Continuo a achar que Sampaio fez mal em ter indigitado PSL em Julho passado. Fez politicamente mal. Depois, fui ficando surpreendido com o quão mau PSL mostrou ser (e é provável que o próprio o tenha sentido, numa espécie de confronto consigo próprio e as suas limitações). Num momento de esperança ainda pensei que Sampaio tivesse "feito de propósito", como que para enterrar PSL definitivamente e não o deixar continuar a apresentar-se como salvador do Sporting, perdão, da Pátria. É claro que um pensamento destes aguenta-se dois minutos: Sampaio teria sido ainda mais irresponsável caso tivesse jogado esse jogo. Seja como for, o resultado do batido banana-laranja foram quatro meses de caos e profundo embaraço nacional. Sampaio toma agora a decisão correcta (politicamente, repito, isto é, uma decisão com a qual concordo...). E abre um ciclo político em que várias questões se apresentam:
1. PSL vai usar dois meses de governo para se apresentar como vítima, distribuir benesses e tentar inverter a opinião pública.

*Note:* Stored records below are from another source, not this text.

//! Bearer token issuance and verification.
//!
//! Tokens are HS256-signed JWTs containing a [`Claims`] payload. Verification
//! is a pure function of the token and the process-wide signing secret: there
//! is no storage lookup and no revocation list, so a token stays valid for its
//! whole un-expired lifetime.

use std::fmt;

use jsonwebtoken::errors::ErrorKind;
use jsonwebtoken::{decode, encode, Algorithm, DecodingKey, EncodingKey, Header, Validation};
use serde::{Deserialize, Serialize};

/// JWT claims embedded in every token.
#[derive(Debug, Serialize, Deserialize, Clone, PartialEq, Eq)]
pub struct Claims {
    /// Subject -- the username.
    pub sub: String,
    /// Issued-at time (UTC Unix timestamp).
    pub iat: i64,
    /// Expiration time (UTC Unix timestamp). Absent when expiry is disabled.
    #[serde(default, skip_serializing_if = "Option::is_none")]
    pub exp: Option<i64>,
}

/// Token verification failures. Internal to the issuer: the authentication
/// gate collapses both into a single unauthenticated outcome.
#[derive(Debug, Clone, PartialEq, Eq, thiserror::Error)]
pub enum TokenError {
    #[error("Token signature or payload is invalid")]
    Invalid,

    #[error("Token has expired")]
    Expired,

    #[error("Token signing failed: {0}")]
    Signing(String),
}

/// Upper bound for `TOKEN_EXPIRY_SECS`: ten years.
pub const MAX_TOKEN_EXPIRY_SECS: i64 = 10 * 365 * 24 * 60 * 60;

/// Configuration for token generation and validation.
#[derive(Clone)]
pub struct JwtConfig {
    /// HMAC-SHA256 secret used to sign and verify tokens.
    pub secret: String,
    /// Token lifetime in seconds. `None` disables expiry.
    pub token_expiry_secs: Option<i64>,
}

impl fmt::Debug for JwtConfig {
    fn fmt(&self, f: &mut fmt::Formatter<'_>) -> fmt::Result {
        f.debug_struct("JwtConfig")
            .field("secret", &"<redacted>")
            .field("token_expiry_secs", &self.token_expiry_secs)
            .finish()
    }
}

impl JwtConfig {
    /// Load token configuration from environment variables.
    ///
    /// | Env Var             | Required | Default                  |
    /// |---------------------|----------|--------------------------|
    /// | `SIGNING_SECRET`    | **yes**  | --                       |
    /// | `TOKEN_EXPIRY_SECS` | no       | unset (tokens never expire) |
    ///
    /// A `TOKEN_EXPIRY_SECS` of `0` also disables expiry.
    ///
    /// # Panics
    ///
    /// Panics if `SIGNING_SECRET` is not set or is empty, or if
    /// `TOKEN_EXPIRY_SECS` is not an integer in `0..=MAX_TOKEN_EXPIRY_SECS`.
    pub fn from_env() -> Self {
        let secret =
            std::env::var("SIGNING_SECRET").expect("SIGNING_SECRET must be set in the environment");
        assert!(!secret.is_empty(), "SIGNING_SECRET must not be empty");

        let token_expiry_secs = std::env::var("TOKEN_EXPIRY_SECS")
            .ok()
            .and_then(|raw| parse_token_expiry(&raw));

        Self {
            secret,
            token_expiry_secs,
        }
    }
}

/// Parse a `TOKEN_EXPIRY_SECS` value. `0` means no expiry.
fn parse_token_expiry(raw: &str) -> Option<i64> {
    let secs: i64 = raw
        .trim()
        .parse()
        .expect("TOKEN_EXPIRY_SECS must be a valid i64");
    assert!(secs >= 0, "TOKEN_EXPIRY_SECS must not be negative");
    assert!(
        secs <= MAX_TOKEN_EXPIRY_SECS,
        "TOKEN_EXPIRY_SECS must not exceed {MAX_TOKEN_EXPIRY_SECS}"
    );
    (secs > 0).then_some(secs)
}

/// Signs and verifies bearer tokens with a single symmetric secret.
///
/// Built once at startup from [`JwtConfig`] and shared read-only.
pub struct TokenIssuer {
    encoding_key: EncodingKey,
    decoding_key: DecodingKey,
    validation: Validation,
    expiry_secs: Option<i64>,
}

impl TokenIssuer {
    pub fn new(config: &JwtConfig) -> Self {
        let mut validation = Validation::new(Algorithm::HS256);
        // `exp` is optional in our payload but still enforced when present.
        validation.required_spec_claims.clear();
        validation.validate_exp = true;
        validation.validate_aud = false;
        validation.leeway = 0;

        Self {
            encoding_key: EncodingKey::from_secret(config.secret.as_bytes()),
            decoding_key: DecodingKey::from_secret(config.secret.as_bytes()),
            validation,
            expiry_secs: config.token_expiry_secs,
        }
    }

    /// Token lifetime in seconds, if expiry is enabled.
    pub fn expiry_secs(&self) -> Option<i64> {
        self.expiry_secs
    }

    /// Issue a token for `username`, valid from now.
    pub fn issue(&self, username: &str) -> Result<String, TokenError> {
        self.issue_at(username, chrono::Utc::now().timestamp())
    }

    fn issue_at(&self, username: &str, now: i64) -> Result<String, TokenError> {
        let exp = match self.expiry_secs {
            Some(secs) => Some(now.checked_add(secs).ok_or_else(|| {
                TokenError::Signing(format!("Token expiry of {secs}s overflows the timestamp"))
            })?),
            None => None,
        };
        let claims = Claims {
            sub: username.to_string(),
            iat: now,
            exp,
        };

        encode(&Header::new(Algorithm::HS256), &claims, &self.encoding_key)
            .map_err(|e| TokenError::Signing(e.to_string()))
    }

    /// Validate a token's signature and expiry, returning its [`Claims`].
    pub fn verify(&self, token: &str) -> Result<Claims, TokenError> {
        decode::<Claims>(token, &self.decoding_key, &self.validation)
            .map(|data| data.claims)
            .map_err(|e| match e.kind() {
                ErrorKind::ExpiredSignature => TokenError::Expired,
                _ => TokenError::Invalid,
            })
    }
}

#[cfg(test)]
mod tests {
    use assert_matches::assert_matches;

    use super::*;

    /// Helper to build a test config with a known secret.
    fn test_config(expiry: Option<i64>) -> JwtConfig {
        JwtConfig {
            secret: "test-secret-that-is-long-enough-for-hmac".to_string(),
            token_expiry_secs: expiry,
        }
    }

    #[test]
    fn test_issue_and_verify_round_trip() {
        let issuer = TokenIssuer::new(&test_config(Some(900)));
        for subject in ["alice", "bob", "user.with.dots", "ünïcödé"] {
            let token = issuer.issue(subject).expect("issue should succeed");
            let claims = issuer.verify(&token).expect("verify should succeed");
            assert_eq!(claims.sub, subject);
            assert_eq!(claims.exp, Some(claims.iat + 900));
        }
    }

    #[test]
    fn test_no_expiry_omits_exp_claim() {
        let issuer = TokenIssuer::new(&test_config(None));
        let token = issuer.issue("alice").unwrap();
        let claims = issuer.verify(&token).unwrap();
        assert_eq!(claims.exp, None);
    }

    #[test]
    fn test_expired_token_fails() {
        let issuer = TokenIssuer::new(&test_config(Some(60)));
        let now = chrono::Utc::now().timestamp();
        // Issued ten minutes ago with a one-minute lifetime.
        let token = issuer.issue_at("alice", now - 600).unwrap();

        assert_eq!(issuer.verify(&token), Err(TokenError::Expired));
    }

    #[test]
    fn test_one_second_expiry_elapses() {
        let issuer = TokenIssuer::new(&test_config(Some(1)));
        let token = issuer.issue("alice").unwrap();
        std::thread::sleep(std::time::Duration::from_secs(2));

        assert_eq!(issuer.verify(&token), Err(TokenError::Expired));
    }

    #[test]
    fn test_different_secrets_fail() {
        let issuer_a = TokenIssuer::new(&JwtConfig {
            secret: "secret-alpha".to_string(),
            token_expiry_secs: None,
        });
        let issuer_b = TokenIssuer::new(&JwtConfig {
            secret: "secret-bravo".to_string(),
            token_expiry_secs: None,
        });

        let token = issuer_a.issue("alice").unwrap();
        assert_eq!(issuer_b.verify(&token), Err(TokenError::Invalid));
    }

    #[test]
    fn test_every_character_is_tamper_sensitive() {
        let issuer = TokenIssuer::new(&test_config(Some(900)));
        let token = issuer.issue("alice").unwrap();

        for (i, c) in token.char_indices() {
            if c == '.' {
                continue;
            }
            let replacement = if c == 'A' { 'B' } else { 'A' };
            let mut tampered = token.clone();
            tampered.replace_range(i..i + 1, &replacement.to_string());

            assert_matches!(
                issuer.verify(&tampered),
                Err(TokenError::Invalid),
                "flipping position {i} must invalidate the token"
            );
        }
    }

    #[test]
    fn test_malformed_tokens_are_invalid() {
        let issuer = TokenIssuer::new(&test_config(None));
        for garbage in ["", "abc", "a.b.c", "Bearer x", "...."] {
            assert_eq!(issuer.verify(garbage), Err(TokenError::Invalid));
        }
    }

    #[test]
    fn test_overflowing_expiry_is_a_signing_error() {
        let issuer = TokenIssuer::new(&test_config(Some(i64::MAX)));
        assert_matches!(issuer.issue("alice"), Err(TokenError::Signing(_)));
    }

    #[test]
    fn test_parse_token_expiry() {
        assert_eq!(parse_token_expiry("0"), None);
        assert_eq!(parse_token_expiry(" 3600 "), Some(3600));
        assert_eq!(
            parse_token_expiry(&MAX_TOKEN_EXPIRY_SECS.to_string()),
            Some(MAX_TOKEN_EXPIRY_SECS)
        );
    }

    #[test]
    #[should_panic(expected = "must not exceed")]
    fn test_parse_token_expiry_rejects_huge_values() {
        parse_token_expiry(&i64::MAX.to_string());
    }

    #[test]
    #[should_panic(expected = "must not be negative")]
    fn test_parse_token_expiry_rejects_negative_values() {
        parse_token_expiry("-5");
    }

    #[test]
    fn test_config_debug_redacts_secret() {
        let rendered = format!("{:?}", test_config(None));
        assert!(!rendered.contains("test-secret"));
    }
}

Pode fazê-lo porque desta vez ainda menos vai ter que governar. Vai ser gestão da comunicação e nada mais.
2. O PSD vai entrar em polvorosa (e nós ralados...). Esse vai ser o espectáculo saboroso.
3. Paulo Portas vai tentar capitalizar a imagem que tem cultivado cuidadosamente nos últimos tempos: "cumpridor da coligação", "leal", "fiel", com ministros que se "portaram bem". Esta mistificação terá que ser combatida: não se pode perder a oportunidade de afastar a criatura da vida política portuguesa com um score eleitoral miserável.
4. No PS vai-se assistir à corrida de Sócrates, apanhado desprevenido. Embora vá ser fácil vencer as eleições, não vai ser fácil convencer as pessoas.
5. PC e Bloco vão ver-se apanhados na falácia do voto útil. Isto se as sondagens, lá mais para finais de Janeiro, indicarem alguma recuperação do PSL, perdão, PSD. Ambos, mas sobretudo o Bloco, navegam melhor quando há a certeza de vitórias PS... O PC, com Jerónimo, poderá concentrar-se no seu universo fiel e o Bloco poderá fazer a "diferença de esquerda" face às propostas socráticas.
6. No espaço de um ano, haverá quatro idas às urnas: legislativas, referendo europeu, autárquicas e presidenciais.
7. E Cavaco e Guterres são já, obviamente, os dois candidatos do Centrão, os homens da "geração alterna" face à actual geração de politiquinhos. Será preciso construir um candidato de esquerda que não seja um mero emissário dos conclaves quer do PC, quer do PS.
Mas - oh, irresponsável optimismo! - partimos para este ciclo com uma sensação boa: a de que vivemos num país onde, se calhar, não há espaço social e cultural para o triunfo político de Santanas Lopes e Paulos Portas. Será isto que os manuais de História dirão daqui a cinquenta anos - que em Portugal não havia espaço para o populismo vazio e para a tomada do poder pela lumpen-burguesia (!)?